__Exercise directions__. Which lines below hold the word "BoxMakeWriter"? Copy all of them.

(Saved data entries)

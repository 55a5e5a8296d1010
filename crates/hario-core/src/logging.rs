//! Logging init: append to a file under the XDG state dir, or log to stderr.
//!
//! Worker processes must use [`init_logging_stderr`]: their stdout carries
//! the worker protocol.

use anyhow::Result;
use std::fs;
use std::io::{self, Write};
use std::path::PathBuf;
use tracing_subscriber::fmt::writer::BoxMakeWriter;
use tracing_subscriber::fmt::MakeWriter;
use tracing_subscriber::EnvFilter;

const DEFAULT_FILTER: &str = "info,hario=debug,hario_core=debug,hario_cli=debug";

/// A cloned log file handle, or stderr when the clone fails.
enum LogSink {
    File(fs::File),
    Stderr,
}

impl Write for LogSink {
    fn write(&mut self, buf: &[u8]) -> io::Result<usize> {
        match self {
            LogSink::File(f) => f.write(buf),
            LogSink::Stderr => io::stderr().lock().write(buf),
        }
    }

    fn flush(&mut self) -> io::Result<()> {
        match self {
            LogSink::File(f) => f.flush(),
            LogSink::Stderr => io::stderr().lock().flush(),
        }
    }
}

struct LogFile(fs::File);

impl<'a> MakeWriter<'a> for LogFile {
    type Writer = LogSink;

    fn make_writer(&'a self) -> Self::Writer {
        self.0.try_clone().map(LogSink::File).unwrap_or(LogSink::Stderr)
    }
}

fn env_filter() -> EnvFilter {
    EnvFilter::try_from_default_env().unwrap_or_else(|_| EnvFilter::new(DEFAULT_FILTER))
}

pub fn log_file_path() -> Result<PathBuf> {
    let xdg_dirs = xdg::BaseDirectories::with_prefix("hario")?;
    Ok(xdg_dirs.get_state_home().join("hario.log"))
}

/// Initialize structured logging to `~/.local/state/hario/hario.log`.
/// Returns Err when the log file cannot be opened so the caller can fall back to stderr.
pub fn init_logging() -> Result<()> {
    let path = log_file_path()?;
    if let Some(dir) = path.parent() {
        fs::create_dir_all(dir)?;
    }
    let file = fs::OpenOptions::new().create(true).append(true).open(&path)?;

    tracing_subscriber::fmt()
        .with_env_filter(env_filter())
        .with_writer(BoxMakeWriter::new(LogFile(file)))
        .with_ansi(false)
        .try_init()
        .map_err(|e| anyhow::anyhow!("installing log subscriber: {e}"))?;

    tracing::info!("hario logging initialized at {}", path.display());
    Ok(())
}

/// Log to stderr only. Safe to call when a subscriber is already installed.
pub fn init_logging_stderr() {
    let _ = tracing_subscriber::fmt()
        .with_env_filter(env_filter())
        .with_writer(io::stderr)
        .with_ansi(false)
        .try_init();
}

__Response to this exercise__.
use tracing_subscriber::fmt::writer::BoxMakeWriter;
        .with_writer(BoxMakeWriter::new(LogFile(file)))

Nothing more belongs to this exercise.